Hidden at the very bottom of the $1 trillion infrastructure bill that President Joe Biden will soon sign is the “Minority Business Development Act,” which grants the federal government broad spending powers to help “socially or economically disadvantaged” individuals.
The bill presumes all non-white individuals are socially or economically disadvantaged:
The Under Secretary shall presume that the term ‘’socially or economically disadvantaged individual’ includes any individual who is—(i) Black or African American; (ii) Hispanic or Latino; (iii) American Indian or Alaska Native; (iv) Asian; (v) Native Hawaiian or other Pacific Islander.
Title I of the Minority Business Development Act authorizes the Department of Commerce’s Minority Business Development Agency’s Under Secretary to provide minority businesses with management resources and technological assistance. The Under Secretary can also provide financial, legal, and marketing services whenever they determine necessary. In addition, the government must provide outreach and assistance in five different languages to ensure full access to the services.
The bill encourages federal government partnerships with private sector entities to “consult and cooperate” in the facilitation of assistance to minority-owned businesses. For example, the Minority Business Development Agency (MBDA) Business Center Program gives federal awards to eligible entities that provide “technical assistance and business development services, or specialty services, to minority business enterprises.”:
The purpose of the MBDA Business Center Program shall be to create a national network of public-private partnerships that— (1) assist minority business enterprises in— (A) accessing capital, contracts, and grants; and (B) creating and maintaining jobs (2) provide counseling and mentoring to minority business enterprises; and (3) facilitate the growth of minority business enterprises by promoting trade.
The minimum amount of federal assistance awarded to eligible entities is $250,000. Eligible entities include public and private sector entities as well as higher education institutions.

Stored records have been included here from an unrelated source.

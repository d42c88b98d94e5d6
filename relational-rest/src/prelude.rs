//! Common items that you will always want in scope when defining an API.

pub use crate::{
    api::{Api, Request, Response, Status},
    config::ApiConfig,
    context::ApiContext,
    error::{Error, Result},
    fields::{
        AttributeField, Field, FieldBuilder, IterableField, SubObjectResourceField,
        URIResourceField,
    },
    filters::{Filter, ParameterizedFilter, StandardFilter},
    formatter::{Formatter, JsonFormatter, Mapping},
    orm::{Aggregate, Attr, Object, ObjectRef, QuerySet, QuerySetExt, Value, ValueType},
    resources::{Collection, Method, ModelResourceClass, Params, Resource},
    validation::{Length, OneOf, Range, Required, Validator},
};
//! Relational REST exposes objects persisted through an ORM as addressable JSON resources.
//!
//! An application describes its data model once, as a set of
//! [resource classes](resources::ModelResourceClass). Each class lists the [fields] of one model
//! that appear on the wire, and how they appear: as plain attributes, as references to other
//! resources, or as nested representations of related objects. Classes are served through
//! [collections](resources::Collection), and everything is registered with an [`Api`](api::Api),
//! which resolves request paths to [resources] and handles
//!
//! * serialization of objects, including relations followed through dotted attribute paths,
//! * writes of nested payloads, creating, updating and unlinking related objects as needed,
//! * [eager loading](related) of every relation a representation will touch,
//! * [filtering](filters) and paging of collections,
//! * [validation](validation) of whole payloads before anything is written,
//! * per-field write authorization and optimistic concurrency through entity tags.
//!
//! The library is agnostic to the underlying database: it talks to it only through the traits in
//! [orm]. An in-memory implementation of those traits lives in [orm::mock], which is useful for
//! lightweight testing. It is also agnostic to the web framework serving it: [`Api::handle`]
//! consumes and produces plain [`Request`](api::Request) and [`Response`](api::Response) values,
//! and wire encoding is delegated to a pluggable [`Formatter`](formatter::Formatter).
//!
//! [`Api::handle`]: api::Api::handle

use std::sync::Once;
use tracing_subscriber::EnvFilter;

pub mod api;
pub mod config;
pub mod context;
pub mod error;
pub mod fields;
pub mod filters;
pub mod formatter;
pub mod orm;
pub mod prelude;
pub mod related;
pub mod resources;
pub mod validation;

/// Initialize tracing.
pub fn init_logging() {
    static ONCE: Once = Once::new();

    ONCE.call_once(|| {
        // A hook may already be installed by the embedding application.
        let _ = color_eyre::install();
        tracing_subscriber::fmt()
            .with_ansi(true)
            .with_env_filter(EnvFilter::from_default_env())
            .init();
    });
}
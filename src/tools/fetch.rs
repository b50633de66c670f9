//! URL fetch tool

use std::fmt;
use std::sync::Arc;

use async_trait::async_trait;
use serde::{Deserialize, Serialize};
use serde_json::Value;

use super::schema::{FETCH_DESCRIPTION, FETCH_SCHEMA};
use super::{InputSchema, Tool, decode_args};
use crate::Result;
use crate::client::QuercleClient;

/// Arguments for the fetch tool
#[derive(Debug, Clone, Default, PartialEq, Eq, Serialize, Deserialize)]
pub struct FetchInput {
    /// Page to fetch
    pub url: String,
    /// What to extract from the page
    #[serde(default, skip_serializing_if = "Option::is_none")]
    pub prompt: Option<String>,
}

impl FetchInput {
    /// Fetch input with no prompt
    #[must_use]
    pub fn new(url: impl Into<String>) -> Self {
        Self {
            url: url.into(),
            prompt: None,
        }
    }

    /// Attach a prompt
    #[must_use]
    pub fn with_prompt(mut self, prompt: impl Into<String>) -> Self {
        self.prompt = Some(prompt.into());
        self
    }
}

/// URL fetch tool bound to one client
#[derive(Clone)]
pub struct FetchTool {
    client: Arc<dyn QuercleClient>,
}

impl fmt::Debug for FetchTool {
    fn fmt(&self, f: &mut fmt::Formatter<'_>) -> fmt::Result {
        f.debug_struct("FetchTool").finish_non_exhaustive()
    }
}

impl FetchTool {
    /// Tool name exposed to the model
    pub const NAME: &'static str = "quercle_fetch";

    /// Bind a fetch tool to `client`
    #[must_use]
    pub fn new(client: Arc<dyn QuercleClient>) -> Self {
        Self { client }
    }

    /// Client this tool delegates to
    #[must_use]
    pub const fn client(&self) -> &Arc<dyn QuercleClient> {
        &self.client
    }

    /// Fetch and analyze a page
    ///
    /// # Errors
    ///
    /// Returns the client's error unchanged
    pub async fn execute(&self, input: FetchInput) -> Result<String> {
        tracing::debug!(
            tool = Self::NAME,
            url = %input.url,
            has_prompt = input.prompt.is_some(),
            "executing tool"
        );

        self.client.fetch(&input.url, input.prompt.as_deref()).await
    }
}

#[async_trait]
impl Tool for FetchTool {
    fn name(&self) -> &'static str {
        Self::NAME
    }

    fn description(&self) -> &'static str {
        FETCH_DESCRIPTION
    }

    fn input_schema(&self) -> &'static InputSchema {
        &FETCH_SCHEMA
    }

    async fn call(&self, args: Value) -> Result<String> {
        let input = decode_args(Self::NAME, args)?;
        self.execute(input).await
    }
}

#[cfg(test)]
mod tests {
    use super::*;

    #[test]
    fn prompt_is_optional() {
        let input: FetchInput =
            serde_json::from_value(serde_json::json!({ "url": "https://example.com" })).unwrap();
        assert_eq!(input, FetchInput::new("https://example.com"));

        let input: FetchInput = serde_json::from_value(serde_json::json!({
            "url": "https://example.com",
            "prompt": "list the headings",
        }))
        .unwrap();
        assert_eq!(input.prompt.as_deref(), Some("list the headings"));
    }

    #[test]
    fn missing_url_does_not_decode() {
        let err = decode_args::<FetchInput>(FetchTool::NAME, serde_json::json!({ "prompt": "hi" }))
            .unwrap_err();
        assert!(matches!(
            err,
            crate::Error::InvalidArguments { ref tool, .. } if tool == FetchTool::NAME
        ));
    }
}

When determining which entities to enter into partnerships with, the federal government considers whether entities reside in majority-minority or economically distressed areas.
The law establishes a similar program for minority businesses located in rural areas.
There is an entire title devoted to “new initiatives to promote economic resiliency for minority businesses.” One of these initiatives is the annual “diverse business forum on capital formation,” where heads of federal agencies meet with minority business owners to address problems associated with creating wealth.
Another initiative focuses on educational development relating to management and entrepreneurship. The government will encourage universities and businesses to develop scholarships, apprenticeships, and internships specifically for minorities.
The bill authorizes grants to nonprofit organizations that “can demonstrate that a primary activity of the organization is to provide services to minority business enterprises.” These grants may be used to “support the development, growth, or retention of minority business enterprises.”
Additionally, the bill creates the Minority Business Enterprises Advisory Council to advise and assist the agency in its quest to help the black, Hispanic, Indian, or Asian people it presumes are socially or economically disadvantaged.